EXERCISE:
Output the entries exactly.

[Opening PROVIDED DATA section]

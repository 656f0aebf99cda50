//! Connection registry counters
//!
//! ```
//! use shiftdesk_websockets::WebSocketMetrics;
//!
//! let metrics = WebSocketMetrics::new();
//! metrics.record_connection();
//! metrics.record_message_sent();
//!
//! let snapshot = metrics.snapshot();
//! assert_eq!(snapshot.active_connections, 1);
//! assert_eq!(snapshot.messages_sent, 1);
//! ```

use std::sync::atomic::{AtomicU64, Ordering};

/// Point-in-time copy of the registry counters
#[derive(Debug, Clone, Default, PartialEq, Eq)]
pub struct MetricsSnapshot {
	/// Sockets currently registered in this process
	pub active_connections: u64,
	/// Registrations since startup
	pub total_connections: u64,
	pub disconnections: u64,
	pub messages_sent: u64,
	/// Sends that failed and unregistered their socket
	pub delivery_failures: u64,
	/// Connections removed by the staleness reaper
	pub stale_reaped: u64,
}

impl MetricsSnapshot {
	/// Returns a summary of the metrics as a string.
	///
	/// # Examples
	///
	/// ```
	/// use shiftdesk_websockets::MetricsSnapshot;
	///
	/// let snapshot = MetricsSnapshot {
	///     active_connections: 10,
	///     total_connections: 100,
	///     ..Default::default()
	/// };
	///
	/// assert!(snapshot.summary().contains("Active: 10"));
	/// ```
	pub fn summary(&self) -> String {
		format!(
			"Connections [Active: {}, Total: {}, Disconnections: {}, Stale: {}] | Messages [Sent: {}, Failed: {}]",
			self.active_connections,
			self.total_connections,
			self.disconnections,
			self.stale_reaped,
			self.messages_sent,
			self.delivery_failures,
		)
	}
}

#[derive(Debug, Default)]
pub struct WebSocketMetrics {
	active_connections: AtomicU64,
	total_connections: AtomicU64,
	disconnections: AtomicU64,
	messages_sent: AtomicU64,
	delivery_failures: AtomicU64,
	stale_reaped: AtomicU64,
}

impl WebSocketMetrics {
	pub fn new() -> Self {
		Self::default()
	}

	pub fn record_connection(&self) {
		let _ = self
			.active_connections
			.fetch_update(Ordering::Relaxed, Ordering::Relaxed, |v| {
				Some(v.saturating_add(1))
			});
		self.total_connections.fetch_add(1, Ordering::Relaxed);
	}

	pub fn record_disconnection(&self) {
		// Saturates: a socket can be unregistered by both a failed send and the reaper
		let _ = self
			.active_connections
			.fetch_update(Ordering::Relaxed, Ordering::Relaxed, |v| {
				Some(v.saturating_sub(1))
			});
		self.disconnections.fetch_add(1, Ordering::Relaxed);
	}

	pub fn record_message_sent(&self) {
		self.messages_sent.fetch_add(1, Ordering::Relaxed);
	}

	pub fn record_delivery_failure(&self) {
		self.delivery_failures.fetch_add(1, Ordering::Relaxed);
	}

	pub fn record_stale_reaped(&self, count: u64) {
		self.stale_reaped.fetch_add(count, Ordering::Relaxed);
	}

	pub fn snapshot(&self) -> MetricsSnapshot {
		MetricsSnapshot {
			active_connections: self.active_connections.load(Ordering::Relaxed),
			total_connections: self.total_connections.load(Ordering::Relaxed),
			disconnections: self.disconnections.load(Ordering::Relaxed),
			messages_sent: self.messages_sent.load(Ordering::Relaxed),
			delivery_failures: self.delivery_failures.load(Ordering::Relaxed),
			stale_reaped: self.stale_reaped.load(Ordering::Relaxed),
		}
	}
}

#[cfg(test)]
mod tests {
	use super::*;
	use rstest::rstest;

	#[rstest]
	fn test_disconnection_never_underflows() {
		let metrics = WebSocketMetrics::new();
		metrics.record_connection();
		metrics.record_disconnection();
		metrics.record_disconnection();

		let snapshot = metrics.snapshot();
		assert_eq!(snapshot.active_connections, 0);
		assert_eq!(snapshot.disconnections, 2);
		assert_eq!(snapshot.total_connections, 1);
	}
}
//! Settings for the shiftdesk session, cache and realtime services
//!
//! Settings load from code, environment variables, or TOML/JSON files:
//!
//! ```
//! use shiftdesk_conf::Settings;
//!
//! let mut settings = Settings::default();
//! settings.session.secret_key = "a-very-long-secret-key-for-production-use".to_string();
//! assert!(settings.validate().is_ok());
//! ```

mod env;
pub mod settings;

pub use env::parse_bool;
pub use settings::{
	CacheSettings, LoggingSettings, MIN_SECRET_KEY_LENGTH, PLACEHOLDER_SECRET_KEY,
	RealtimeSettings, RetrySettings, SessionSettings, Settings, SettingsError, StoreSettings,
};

[Closing PROVIDED DATA section]

ANSWER SPACE:
repository 656f0aebf99cda50
//! Connection registry counters
//!
//! ```
//! use shiftdesk_websockets::WebSocketMetrics;
//!
//! let metrics = WebSocketMetrics::new();
//! metrics.record_connection();
//! metrics.record_message_sent();
//!
//! let snapshot = metrics.snapshot();
//! assert_eq!(snapshot.active_connections, 1);
//! assert_eq!(snapshot.messages_sent, 1);
//! ```

use std::sync::atomic::{AtomicU64, Ordering};

/// Point-in-time copy of the registry counters
#[derive(Debug, Clone, Default, PartialEq, Eq)]
pub struct MetricsSnapshot {
	/// Sockets currently registered in this process
	pub active_connections: u64,
	/// Registrations since startup
	pub total_connections: u64,
	pub disconnections: u64,
	pub messages_sent: u64,
	/// Sends that failed and unregistered their socket
	pub delivery_failures: u64,
	/// Connections removed by the staleness reaper
	pub stale_reaped: u64,
}

impl MetricsSnapshot {
	/// Returns a summary of the metrics as a string.
	///
	/// # Examples
	///
	/// ```
	/// use shiftdesk_websockets::MetricsSnapshot;
	///
	/// let snapshot = MetricsSnapshot {
	///     active_connections: 10,
	///     total_connections: 100,
	///     ..Default::default()
	/// };
	///
	/// assert!(snapshot.summary().contains("Active: 10"));
	/// ```
	pub fn summary(&self) -> String {
		format!(
			"Connections [Active: {}, Total: {}, Disconnections: {}, Stale: {}] | Messages [Sent: {}, Failed: {}]",
			self.active_connections,
			self.total_connections,
			self.disconnections,
			self.stale_reaped,
			self.messages_sent,
			self.delivery_failures,
		)
	}
}

#[derive(Debug, Default)]
pub struct WebSocketMetrics {
	active_connections: AtomicU64,
	total_connections: AtomicU64,
	disconnections: AtomicU64,
	messages_sent: AtomicU64,
	delivery_failures: AtomicU64,
	stale_reaped: AtomicU64,
}

impl WebSocketMetrics {
	pub fn new() -> Self {
		Self::default()
	}

	pub fn record_connection(&self) {
		let _ = self
			.active_connections
			.fetch_update(Ordering::Relaxed, Ordering::Relaxed, |v| {
				Some(v.saturating_add(1))
			});
		self.total_connections.fetch_add(1, Ordering::Relaxed);
	}

	pub fn record_disconnection(&self) {
		// Saturates: a socket can be unregistered by both a failed send and the reaper
		let _ = self
			.active_connections
			.fetch_update(Ordering::Relaxed, Ordering::Relaxed, |v| {
				Some(v.saturating_sub(1))
			});
		self.disconnections.fetch_add(1, Ordering::Relaxed);
	}

	pub fn record_message_sent(&self) {
		self.messages_sent.fetch_add(1, Ordering::Relaxed);
	}

	pub fn record_delivery_failure(&self) {
		self.delivery_failures.fetch_add(1, Ordering::Relaxed);
	}

	pub fn record_stale_reaped(&self, count: u64) {
		self.stale_reaped.fetch_add(count, Ordering::Relaxed);
	}

	pub fn snapshot(&self) -> MetricsSnapshot {
		MetricsSnapshot {
			active_connections: self.active_connections.load(Ordering::Relaxed),
			total_connections: self.total_connections.load(Ordering::Relaxed),
			disconnections: self.disconnections.load(Ordering::Relaxed),
			messages_sent: self.messages_sent.load(Ordering::Relaxed),
			delivery_failures: self.delivery_failures.load(Ordering::Relaxed),
			stale_reaped: self.stale_reaped.load(Ordering::Relaxed),
		}
	}
}

#[cfg(test)]
mod tests {
	use super::*;
	use rstest::rstest;

	#[rstest]
	fn test_disconnection_never_underflows() {
		let metrics = WebSocketMetrics::new();
		metrics.record_connection();
		metrics.record_disconnection();
		metrics.record_disconnection();

		let snapshot = metrics.snapshot();
		assert_eq!(snapshot.active_connections, 0);
		assert_eq!(snapshot.disconnections, 2);
		assert_eq!(snapshot.total_connections, 1);
	}
}
//! Settings for the shiftdesk session, cache and realtime services
//!
//! Settings load from code, environment variables, or TOML/JSON files:
//!
//! ```
//! use shiftdesk_conf::Settings;
//!
//! let mut settings = Settings::default();
//! settings.session.secret_key = "a-very-long-secret-key-for-production-use".to_string();
//! assert!(settings.validate().is_ok());
//! ```

mod env;
pub mod settings;

pub use env::parse_bool;
pub use settings::{
	CacheSettings, LoggingSettings, MIN_SECRET_KEY_LENGTH, PLACEHOLDER_SECRET_KEY,
	RealtimeSettings, RetrySettings, SessionSettings, Settings, SettingsError, StoreSettings,
};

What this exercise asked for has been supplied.